This blog is about a case study using triads to identify creative ways to solve a problem.
Jay leads an engineering team that takes care of the back-end activities of software migration projects. One of his staff – Cedric, is inexperienced in back-end work, yet presents a cavalier “I know everything” attitude. Regardless, Cedric resists a part of his job such as talking to clients to see what they need/care about regarding the new software. He notes that clients should provide feedback without being “chased” and that chasing them is useless.
At the same time, Jay knows from experience that including clients upstream saves time and suffering downstream. Jay has his own pressures from his boss and other organizational stakeholders who want to see this project go smoothly, with as little user disruption as possible. He invites Cedric to reach out to clients, among doing anything else to make sure that they understand what the software migration will mean to their daily workflow. Instead, Cedric has stopped responding to Jay with words and does so by grinning, instead.
Surely, there’s more to the story than we know, but what’s important here is the application of human-centric leading (HCL) and the use of triads to identify new ideas or strategies for problem solving.
Jay hates Cedric’s grinning — it makes his so mad.
You can see from Jay’s triad below, he wants to go to war by seeing Cedric as a cog in a wheel that either performs or doesn’t. He wants to tell Cedric what to do and ensure that it’s clear who’s the boss — the good old legacy industrial model at work that sees people as objects.

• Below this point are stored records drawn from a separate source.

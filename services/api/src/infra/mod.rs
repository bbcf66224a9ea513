pub mod cdn;
pub mod db;
pub mod mailer;
pub mod queue;
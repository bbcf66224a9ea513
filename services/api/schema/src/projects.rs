use sea_orm::entity::prelude::*;
use serde::Serialize;

/// Portfolio project. Tech lists are JSON arrays of strings.
#[derive(Clone, Debug, PartialEq, DeriveEntityModel, Serialize)]
#[sea_orm(table_name = "projects")]
#[serde(rename_all = "camelCase")]
pub struct Model {
    #[sea_orm(primary_key, auto_increment = false)]
    pub id: Uuid,
    pub title: String,
    pub subtitle: Option<String>,
    pub description: Option<String>,
    pub frontend_techs: Json,
    pub backend_techs: Json,
    pub devops_techs: Json,
    pub others_techs: Json,
    pub is_featured: bool,
    pub live_url: Option<String>,
    pub github_url: Option<String>,
    pub image_url: Option<String>,
    pub created_at: chrono::DateTime<chrono::Utc>,
    pub updated_at: chrono::DateTime<chrono::Utc>,
}

#[derive(Copy, Clone, Debug, EnumIter, DeriveRelation)]
pub enum Relation {}

impl ActiveModelBehavior for ActiveModel {}
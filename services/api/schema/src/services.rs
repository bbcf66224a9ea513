use sea_orm::entity::prelude::*;
use serde::Serialize;

/// Offered service (e.g. "Web Development"). Lists are JSON string arrays.
#[derive(Clone, Debug, PartialEq, DeriveEntityModel, Serialize)]
#[sea_orm(table_name = "services")]
#[serde(rename_all = "camelCase")]
pub struct Model {
    #[sea_orm(primary_key, auto_increment = false)]
    pub id: Uuid,
    pub title: String,
    pub subtitle: Option<String>,
    pub bullet_points: Json,
    pub core_tech_stacks: Json,
    pub created_at: chrono::DateTime<chrono::Utc>,
}

#[derive(Copy, Clone, Debug, EnumIter, DeriveRelation)]
pub enum Relation {}

impl ActiveModelBehavior for ActiveModel {}
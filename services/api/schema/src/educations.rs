use sea_orm::entity::prelude::*;
use serde::Serialize;

#[derive(Clone, Debug, PartialEq, Eq, DeriveEntityModel, Serialize)]
#[sea_orm(table_name = "educations")]
#[serde(rename_all = "camelCase")]
pub struct Model {
    #[sea_orm(primary_key, auto_increment = false)]
    pub id: Uuid,
    pub title: String,
    pub institution: String,
    pub location: Option<String>,
    pub graduation_date: Option<chrono::DateTime<chrono::Utc>>,
    pub description: Option<String>,
    pub image_url: Option<String>,
    pub created_at: chrono::DateTime<chrono::Utc>,
}

#[derive(Copy, Clone, Debug, EnumIter, DeriveRelation)]
pub enum Relation {}

impl ActiveModelBehavior for ActiveModel {}
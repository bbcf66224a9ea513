use axum::{
    Json,
    extract::{Path, State},
    http::StatusCode,
    response::IntoResponse,
};
use serde::Deserialize;
use uuid::Uuid;

use portfolio_api_schema::user_messages;

use crate::domain::repository::JobQueue as _;
use crate::domain::types::MessageStatus;
use crate::domain::validate::{FieldErrors, is_email, non_empty};
use crate::error::ApiError;
use crate::identity::Identity;
use crate::state::AppState;
use crate::usecase::notify;

// ── POST /messages (public) ──────────────────────────────────────────────────

#[derive(Deserialize)]
pub struct CreateMessageRequest {
    pub name: String,
    pub email: String,
    pub title: String,
    pub message: String,
}

fn validate_create(body: &CreateMessageRequest) -> Result<(), ApiError> {
    let mut errors = FieldErrors::new();
    errors.require(non_empty(&body.name), "name must not be empty");
    errors.require(is_email(&body.email), "email must be a valid email address");
    errors.require(non_empty(&body.title), "title must not be empty");
    errors.require(non_empty(&body.message), "message must not be empty");
    errors.finish()
}

pub async fn create_message(
    State(state): State<AppState>,
    Json(body): Json<CreateMessageRequest>,
) -> Result<impl IntoResponse, ApiError> {
    validate_create(&body)?;
    let model = state
        .message_repo()
        .insert(body.name, body.email, body.title, body.message)
        .await?;

    let queue = state.queue();
    for job in notify::user_message_jobs(&state.config.admin_email, &model) {
        queue.enqueue(job).await?;
    }

    Ok((StatusCode::CREATED, Json(model)))
}

// ── GET /messages ────────────────────────────────────────────────────────────

pub async fn list_messages(
    _identity: Identity,
    State(state): State<AppState>,
) -> Result<Json<Vec<user_messages::Model>>, ApiError> {
    Ok(Json(state.message_repo().list().await?))
}

// ── GET /messages/{id} ───────────────────────────────────────────────────────

pub async fn get_message(
    _identity: Identity,
    State(state): State<AppState>,
    Path(id): Path<Uuid>,
) -> Result<Json<user_messages::Model>, ApiError> {
    let model = state
        .message_repo()
        .get(id)
        .await?
        .ok_or(ApiError::NotFound("message"))?;
    Ok(Json(model))
}

// ── PATCH /messages/{id}/status ──────────────────────────────────────────────

#[derive(Deserialize)]
pub struct UpdateStatusRequest {
    pub status: String,
}

pub async fn update_message_status(
    _identity: Identity,
    State(state): State<AppState>,
    Path(id): Path<Uuid>,
    Json(body): Json<UpdateStatusRequest>,
) -> Result<Json<user_messages::Model>, ApiError> {
    let status = MessageStatus::parse(&body.status).ok_or_else(|| {
        ApiError::Validation(vec![
            "status must be one of: unread, read, archived".to_owned(),
        ])
    })?;

    if !state.message_repo().set_status(id, status).await? {
        return Err(ApiError::NotFound("message"));
    }
    let model = state
        .message_repo()
        .get(id)
        .await?
        .ok_or(ApiError::NotFound("message"))?;
    Ok(Json(model))
}

// ── DELETE /messages/{id} ────────────────────────────────────────────────────

pub async fn delete_message(
    _identity: Identity,
    State(state): State<AppState>,
    Path(id): Path<Uuid>,
) -> Result<StatusCode, ApiError> {
    if !state.message_repo().delete(id).await? {
        return Err(ApiError::NotFound("message"));
    }
    Ok(StatusCode::NO_CONTENT)
}
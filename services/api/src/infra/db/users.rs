use anyhow::Context as _;
use chrono::{DateTime, Utc};
use sea_orm::{
    ActiveModelTrait, ActiveValue::Set, ColumnTrait, DatabaseConnection, EntityTrait, QueryFilter,
    QueryOrder,
};
use uuid::Uuid;

use portfolio_api_schema::users;

use crate::domain::repository::UserStore;
use crate::domain::types::{User, UserUpdate};
use crate::error::ApiError;

#[derive(Clone)]
pub struct DbUserRepository {
    pub db: DatabaseConnection,
}

impl UserStore for DbUserRepository {
    async fn find_by_email(&self, email: &str) -> Result<Option<User>, ApiError> {
        let model = users::Entity::find()
            .filter(users::Column::Email.eq(email))
            .one(&self.db)
            .await
            .context("find user by email")?;
        Ok(model.map(user_from_model))
    }

    async fn find_by_id(&self, id: Uuid) -> Result<Option<User>, ApiError> {
        let model = users::Entity::find_by_id(id)
            .one(&self.db)
            .await
            .context("find user by id")?;
        Ok(model.map(user_from_model))
    }

    async fn list(&self) -> Result<Vec<User>, ApiError> {
        let models = users::Entity::find()
            .order_by_desc(users::Column::CreatedAt)
            .all(&self.db)
            .await
            .context("list users")?;
        Ok(models.into_iter().map(user_from_model).collect())
    }

    async fn create(&self, user: &User) -> Result<(), ApiError> {
        users::ActiveModel {
            id: Set(user.id),
            email: Set(user.email.clone()),
            name: Set(user.name.clone()),
            password: Set(user.password.clone()),
            is_verified: Set(user.is_verified),
            otp: Set(user.otp.clone()),
            otp_expires_at: Set(user.otp_expires_at),
            created_at: Set(user.created_at),
            updated_at: Set(user.updated_at),
        }
        .insert(&self.db)
        .await
        .context("create user")?;
        Ok(())
    }

    async fn update(&self, id: Uuid, update: UserUpdate) -> Result<(), ApiError> {
        let mut am = users::ActiveModel {
            id: Set(id),
            updated_at: Set(Utc::now()),
            ..Default::default()
        };
        if let Some(name) = update.name {
            am.name = Set(name);
        }
        if let Some(email) = update.email {
            am.email = Set(email);
        }
        if let Some(password) = update.password {
            am.password = Set(password);
        }
        am.update(&self.db).await.context("update user")?;
        Ok(())
    }

    async fn delete(&self, id: Uuid) -> Result<bool, ApiError> {
        let result = users::Entity::delete_by_id(id)
            .exec(&self.db)
            .await
            .context("delete user")?;
        Ok(result.rows_affected > 0)
    }

    async fn set_otp(
        &self,
        id: Uuid,
        code: &str,
        expires_at: DateTime<Utc>,
    ) -> Result<(), ApiError> {
        users::ActiveModel {
            id: Set(id),
            otp: Set(Some(code.to_owned())),
            otp_expires_at: Set(Some(expires_at)),
            updated_at: Set(Utc::now()),
            ..Default::default()
        }
        .update(&self.db)
        .await
        .context("set otp")?;
        Ok(())
    }

    async fn clear_otp_and_verify(&self, id: Uuid) -> Result<(), ApiError> {
        users::ActiveModel {
            id: Set(id),
            otp: Set(None),
            otp_expires_at: Set(None),
            is_verified: Set(true),
            updated_at: Set(Utc::now()),
            ..Default::default()
        }
        .update(&self.db)
        .await
        .context("clear otp")?;
        Ok(())
    }
}

fn user_from_model(model: users::Model) -> User {
    User {
        id: model.id,
        email: model.email,
        name: model.name,
        password: model.password,
        is_verified: model.is_verified,
        otp: model.otp,
        otp_expires_at: model.otp_expires_at,
        created_at: model.created_at,
        updated_at: model.updated_at,
    }
}
use sea_orm::entity::prelude::*;
use serde::Serialize;

/// Tracked page, upserted by slug on the first view.
#[derive(Clone, Debug, PartialEq, Eq, DeriveEntityModel, Serialize)]
#[sea_orm(table_name = "pages")]
#[serde(rename_all = "camelCase")]
pub struct Model {
    #[sea_orm(primary_key, auto_increment = false)]
    pub id: Uuid,
    #[sea_orm(unique)]
    pub slug: String,
    pub title: Option<String>,
    pub created_at: chrono::DateTime<chrono::Utc>,
}

#[derive(Copy, Clone, Debug, EnumIter, DeriveRelation)]
pub enum Relation {
    #[sea_orm(has_many = "super::page_views::Entity")]
    PageViews,
}

impl Related<super::page_views::Entity> for Entity {
    fn to() -> RelationDef {
        Relation::PageViews.def()
    }
}

impl ActiveModelBehavior for ActiveModel {}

This triad is not very resourceful. It reflects what gets triggered by Cedric’s grin and pulls Jay into his least-effective self — he judges and feels judged by Cedric. As you can see, the thoughts and feelings are perfectly aligned for a street fight that would surely draw blood. The behavior is only too common, behavior that Jay knows never generates good results.
You can’t influence anyone you judge (without force), so the easiest way to get out of judgement is to empathize by going to the Acropolis.
Jay was clear that he didn’t like this triad because it felt terrible and created more stalemate. So, he asked himself, “what do I want to think, feel or do to solve this issue?”
He charted out a new triad starting with new behavior.
Jay wants to be an HCL so he drew out what looks like his highest-effective self. When needed, he asks himself, “What would a wise person do?” and then finds himself reconnected to his inner wisdom.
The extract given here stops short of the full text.